* [Description of the task]
Nothing but the entries, copied exactly, should appear in the response.

[Items listed in a dataset]
•••

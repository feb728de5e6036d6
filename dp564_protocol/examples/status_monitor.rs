//! Connect to a DP564 and print every state change it reports.
//!
//! Start the mock device first:
//! ```bash
//! cd dp564_protocol && cargo run --bin mock_dp564 -- --knob-secs 2
//! ```
//!
//! Then run this example:
//! ```bash
//! cd dp564_protocol && cargo run --example status_monitor -- 127.0.0.1:4444
//! ```

use dp564_protocol::{ChangeOrigin, ClientConfig, DeviceEvent, Dp564Client};
use log::{error, info};

fn main() -> Result<(), Box<dyn std::error::Error>> {
    env_logger::init();

    let address = std::env::args()
        .nth(1)
        .unwrap_or_else(|| "127.0.0.1:4444".to_string());

    info!("🚀 Starting DP564 status monitor");

    let client = Dp564Client::new(ClientConfig {
        address,
        ..ClientConfig::default()
    });
    let events = client.subscribe();
    client.connect()?;
    info!("✅ Connected to DP564");

    let state = client.device_state();
    println!(
        "Assumed state: volume {:.1} dB, DIM {}, source {}",
        state.volume_db,
        if state.dim { "ON" } else { "OFF" },
        state.source
    );

    info!("👂 Listening for device events... (Press Ctrl+C to stop)");

    for event in events {
        match event {
            DeviceEvent::VolumeChanged { db, origin } => match origin {
                ChangeOrigin::Device => println!("🎚️ Knob: volume {:.1} dB", db),
                ChangeOrigin::Command => println!("🎚️ Volume {:.1} dB", db),
            },
            DeviceEvent::DimChanged(on) => println!("🌗 DIM {}", if on { "ON" } else { "OFF" }),
            DeviceEvent::SourceChanged(source) => println!("🎛️ Source {}", source),
            DeviceEvent::ConnectionLost(reason) => {
                error!("❌ Connection lost: {}", reason);
                break;
            }
        }
    }

    client.disconnect();
    Ok(())
}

•••

* [Answer box]
repository feb728de5e6036d6
filename dp564_protocol/examples/status_monitor.rs
//! Connect to a DP564 and print every state change it reports.
//!
//! Start the mock device first:
//! ```bash
//! cd dp564_protocol && cargo run --bin mock_dp564 -- --knob-secs 2
//! ```
//!
//! Then run this example:
//! ```bash
//! cd dp564_protocol && cargo run --example status_monitor -- 127.0.0.1:4444
//! ```

use dp564_protocol::{ChangeOrigin, ClientConfig, DeviceEvent, Dp564Client};
use log::{error, info};

fn main() -> Result<(), Box<dyn std::error::Error>> {
    env_logger::init();

    let address = std::env::args()
        .nth(1)
        .unwrap_or_else(|| "127.0.0.1:4444".to_string());

    info!("🚀 Starting DP564 status monitor");

    let client = Dp564Client::new(ClientConfig {
        address,
        ..ClientConfig::default()
    });
    let events = client.subscribe();
    client.connect()?;
    info!("✅ Connected to DP564");

    let state = client.device_state();
    println!(
        "Assumed state: volume {:.1} dB, DIM {}, source {}",
        state.volume_db,
        if state.dim { "ON" } else { "OFF" },
        state.source
    );

    info!("👂 Listening for device events... (Press Ctrl+C to stop)");

    for event in events {
        match event {
            DeviceEvent::VolumeChanged { db, origin } => match origin {
                ChangeOrigin::Device => println!("🎚️ Knob: volume {:.1} dB", db),
                ChangeOrigin::Command => println!("🎚️ Volume {:.1} dB", db),
            },
            DeviceEvent::DimChanged(on) => println!("🌗 DIM {}", if on { "ON" } else { "OFF" }),
            DeviceEvent::SourceChanged(source) => println!("🎛️ Source {}", source),
            DeviceEvent::ConnectionLost(reason) => {
                error!("❌ Connection lost: {}", reason);
                break;
            }
        }
    }

    client.disconnect();
    Ok(())
}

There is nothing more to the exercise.